Stored items

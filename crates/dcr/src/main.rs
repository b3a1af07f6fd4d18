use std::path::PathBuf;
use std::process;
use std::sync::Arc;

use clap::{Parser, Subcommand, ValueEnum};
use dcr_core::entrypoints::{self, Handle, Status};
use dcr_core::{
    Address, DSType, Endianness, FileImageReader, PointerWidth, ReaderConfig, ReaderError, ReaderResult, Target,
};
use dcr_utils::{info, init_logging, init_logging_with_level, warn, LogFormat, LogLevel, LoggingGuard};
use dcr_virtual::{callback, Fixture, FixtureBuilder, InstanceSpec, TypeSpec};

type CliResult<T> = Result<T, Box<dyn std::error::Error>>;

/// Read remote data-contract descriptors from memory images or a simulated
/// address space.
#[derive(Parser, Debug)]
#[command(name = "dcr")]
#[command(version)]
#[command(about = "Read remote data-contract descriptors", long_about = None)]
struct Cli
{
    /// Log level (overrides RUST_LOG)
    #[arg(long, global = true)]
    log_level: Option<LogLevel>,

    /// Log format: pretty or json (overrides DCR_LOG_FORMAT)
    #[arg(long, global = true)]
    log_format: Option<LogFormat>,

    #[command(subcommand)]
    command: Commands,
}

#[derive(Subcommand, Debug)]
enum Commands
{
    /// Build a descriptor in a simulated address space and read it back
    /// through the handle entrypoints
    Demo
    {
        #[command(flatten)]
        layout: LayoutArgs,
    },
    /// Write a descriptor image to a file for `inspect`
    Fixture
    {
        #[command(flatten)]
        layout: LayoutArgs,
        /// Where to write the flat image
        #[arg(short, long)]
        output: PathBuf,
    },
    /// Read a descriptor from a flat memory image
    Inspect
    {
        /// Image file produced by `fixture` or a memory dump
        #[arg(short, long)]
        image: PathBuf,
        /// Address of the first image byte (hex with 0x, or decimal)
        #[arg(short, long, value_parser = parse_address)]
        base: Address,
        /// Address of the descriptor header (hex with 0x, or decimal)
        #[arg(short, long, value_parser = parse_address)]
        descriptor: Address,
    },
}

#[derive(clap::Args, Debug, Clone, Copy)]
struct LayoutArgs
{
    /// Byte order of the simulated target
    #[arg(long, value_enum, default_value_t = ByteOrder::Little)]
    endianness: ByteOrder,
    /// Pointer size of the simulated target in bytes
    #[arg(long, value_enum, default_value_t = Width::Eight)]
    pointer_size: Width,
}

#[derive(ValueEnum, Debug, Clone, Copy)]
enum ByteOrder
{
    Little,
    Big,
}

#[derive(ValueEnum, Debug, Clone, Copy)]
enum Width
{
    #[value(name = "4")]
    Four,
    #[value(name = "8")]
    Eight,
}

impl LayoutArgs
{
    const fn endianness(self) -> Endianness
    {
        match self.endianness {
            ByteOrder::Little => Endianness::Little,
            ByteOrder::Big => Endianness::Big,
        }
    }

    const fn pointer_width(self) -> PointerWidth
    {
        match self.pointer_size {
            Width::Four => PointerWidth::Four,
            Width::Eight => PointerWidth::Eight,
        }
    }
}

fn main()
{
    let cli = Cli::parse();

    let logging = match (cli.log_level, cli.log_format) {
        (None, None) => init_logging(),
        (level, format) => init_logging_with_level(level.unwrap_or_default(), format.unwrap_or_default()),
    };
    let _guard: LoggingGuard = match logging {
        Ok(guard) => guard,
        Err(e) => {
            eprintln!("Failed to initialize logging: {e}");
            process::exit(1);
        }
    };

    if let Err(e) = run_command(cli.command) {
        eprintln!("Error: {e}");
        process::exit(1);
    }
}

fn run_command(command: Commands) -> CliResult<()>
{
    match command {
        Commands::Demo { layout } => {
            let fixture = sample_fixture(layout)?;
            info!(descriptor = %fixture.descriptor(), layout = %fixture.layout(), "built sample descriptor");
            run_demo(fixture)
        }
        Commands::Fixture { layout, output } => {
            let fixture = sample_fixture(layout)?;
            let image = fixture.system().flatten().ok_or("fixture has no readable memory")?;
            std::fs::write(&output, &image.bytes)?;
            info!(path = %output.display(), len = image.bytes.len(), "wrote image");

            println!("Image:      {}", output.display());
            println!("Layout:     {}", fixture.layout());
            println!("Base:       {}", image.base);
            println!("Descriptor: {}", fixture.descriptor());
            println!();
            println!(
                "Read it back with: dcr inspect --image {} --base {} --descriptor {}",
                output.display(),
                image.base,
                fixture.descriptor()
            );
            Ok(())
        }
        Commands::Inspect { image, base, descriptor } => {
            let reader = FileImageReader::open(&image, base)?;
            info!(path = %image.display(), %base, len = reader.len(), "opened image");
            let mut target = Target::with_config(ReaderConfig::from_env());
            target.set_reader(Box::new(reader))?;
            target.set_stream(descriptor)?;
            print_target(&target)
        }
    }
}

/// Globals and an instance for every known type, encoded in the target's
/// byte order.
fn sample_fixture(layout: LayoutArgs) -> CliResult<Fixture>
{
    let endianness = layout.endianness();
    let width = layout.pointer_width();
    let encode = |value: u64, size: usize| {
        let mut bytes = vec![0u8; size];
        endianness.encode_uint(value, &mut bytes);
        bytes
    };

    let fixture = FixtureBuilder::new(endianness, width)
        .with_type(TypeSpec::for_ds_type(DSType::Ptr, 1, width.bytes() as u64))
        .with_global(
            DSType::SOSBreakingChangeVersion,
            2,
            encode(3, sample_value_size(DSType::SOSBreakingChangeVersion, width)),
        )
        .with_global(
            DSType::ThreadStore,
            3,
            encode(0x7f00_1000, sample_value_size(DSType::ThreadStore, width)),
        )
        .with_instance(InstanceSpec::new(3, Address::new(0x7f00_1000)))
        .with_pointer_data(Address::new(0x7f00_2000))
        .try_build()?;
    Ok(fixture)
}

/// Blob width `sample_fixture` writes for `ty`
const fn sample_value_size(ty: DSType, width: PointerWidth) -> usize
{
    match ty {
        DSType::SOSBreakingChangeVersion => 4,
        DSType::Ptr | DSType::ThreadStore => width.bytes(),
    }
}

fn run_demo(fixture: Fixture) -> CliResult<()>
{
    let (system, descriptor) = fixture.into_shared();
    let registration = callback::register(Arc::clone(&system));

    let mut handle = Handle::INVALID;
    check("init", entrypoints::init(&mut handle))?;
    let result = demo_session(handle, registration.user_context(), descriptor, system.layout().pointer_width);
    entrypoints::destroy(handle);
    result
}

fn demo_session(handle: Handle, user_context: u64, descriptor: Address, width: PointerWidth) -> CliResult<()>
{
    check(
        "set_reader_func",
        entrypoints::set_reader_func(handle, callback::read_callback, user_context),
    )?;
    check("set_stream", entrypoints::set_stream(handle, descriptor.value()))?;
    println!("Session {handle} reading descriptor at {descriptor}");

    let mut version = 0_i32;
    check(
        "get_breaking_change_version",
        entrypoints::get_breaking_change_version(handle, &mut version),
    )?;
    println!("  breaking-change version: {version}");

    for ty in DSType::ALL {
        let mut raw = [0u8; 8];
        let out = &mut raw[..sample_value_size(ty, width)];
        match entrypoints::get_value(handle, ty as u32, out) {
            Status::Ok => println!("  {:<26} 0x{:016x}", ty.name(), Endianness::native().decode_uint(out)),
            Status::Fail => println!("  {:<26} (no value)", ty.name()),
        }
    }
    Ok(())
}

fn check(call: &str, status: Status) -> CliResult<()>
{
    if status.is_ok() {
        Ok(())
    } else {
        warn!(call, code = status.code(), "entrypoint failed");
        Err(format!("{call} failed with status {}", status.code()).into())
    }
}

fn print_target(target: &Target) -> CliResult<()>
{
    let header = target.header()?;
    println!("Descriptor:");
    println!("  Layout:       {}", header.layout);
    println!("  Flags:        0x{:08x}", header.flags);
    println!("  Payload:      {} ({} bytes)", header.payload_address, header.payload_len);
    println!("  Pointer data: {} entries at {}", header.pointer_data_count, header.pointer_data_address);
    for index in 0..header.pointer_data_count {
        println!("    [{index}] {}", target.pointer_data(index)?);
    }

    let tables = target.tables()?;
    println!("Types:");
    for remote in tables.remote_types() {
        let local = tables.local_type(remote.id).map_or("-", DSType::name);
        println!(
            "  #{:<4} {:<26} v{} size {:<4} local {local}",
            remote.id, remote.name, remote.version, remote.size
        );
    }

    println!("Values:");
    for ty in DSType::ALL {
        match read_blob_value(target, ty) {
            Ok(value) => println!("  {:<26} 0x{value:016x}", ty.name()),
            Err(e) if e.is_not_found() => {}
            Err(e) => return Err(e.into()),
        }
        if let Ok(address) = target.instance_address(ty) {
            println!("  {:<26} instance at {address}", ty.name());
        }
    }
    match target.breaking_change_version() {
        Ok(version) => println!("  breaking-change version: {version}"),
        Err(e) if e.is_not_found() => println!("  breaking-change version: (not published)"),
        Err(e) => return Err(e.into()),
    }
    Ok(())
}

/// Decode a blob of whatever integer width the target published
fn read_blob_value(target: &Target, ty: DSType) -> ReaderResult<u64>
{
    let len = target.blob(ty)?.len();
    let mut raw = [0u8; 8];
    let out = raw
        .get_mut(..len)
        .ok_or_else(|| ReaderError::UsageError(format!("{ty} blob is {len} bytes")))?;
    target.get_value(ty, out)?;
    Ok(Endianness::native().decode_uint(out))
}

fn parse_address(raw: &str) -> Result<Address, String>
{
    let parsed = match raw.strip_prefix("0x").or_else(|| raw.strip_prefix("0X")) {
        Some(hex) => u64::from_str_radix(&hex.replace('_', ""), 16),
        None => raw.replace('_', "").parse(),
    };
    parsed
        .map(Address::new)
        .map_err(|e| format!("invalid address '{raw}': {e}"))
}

#### EXERCISE DETAILS
Could you restate word for word the lines above from the one containing "let fixture = FixtureBuilder::new(endianness, width)" through the one containing "let (system, descriptor)", both included, and nothing else?

#### RESPONSE TO THIS EXERCISE
    let fixture = FixtureBuilder::new(endianness, width)
        .with_type(TypeSpec::for_ds_type(DSType::Ptr, 1, width.bytes() as u64))
        .with_global(
            DSType::SOSBreakingChangeVersion,
            2,
            encode(3, sample_value_size(DSType::SOSBreakingChangeVersion, width)),
        )
        .with_global(
            DSType::ThreadStore,
            3,
            encode(0x7f00_1000, sample_value_size(DSType::ThreadStore, width)),
        )
        .with_instance(InstanceSpec::new(3, Address::new(0x7f00_1000)))
        .with_pointer_data(Address::new(0x7f00_2000))
        .try_build()?;
    Ok(fixture)
}

/// Blob width `sample_fixture` writes for `ty`
const fn sample_value_size(ty: DSType, width: PointerWidth) -> usize
{
    match ty {
        DSType::SOSBreakingChangeVersion => 4,
        DSType::Ptr | DSType::ThreadStore => width.bytes(),
    }
}

fn run_demo(fixture: Fixture) -> CliResult<()>
{
    let (system, descriptor) = fixture.into_shared();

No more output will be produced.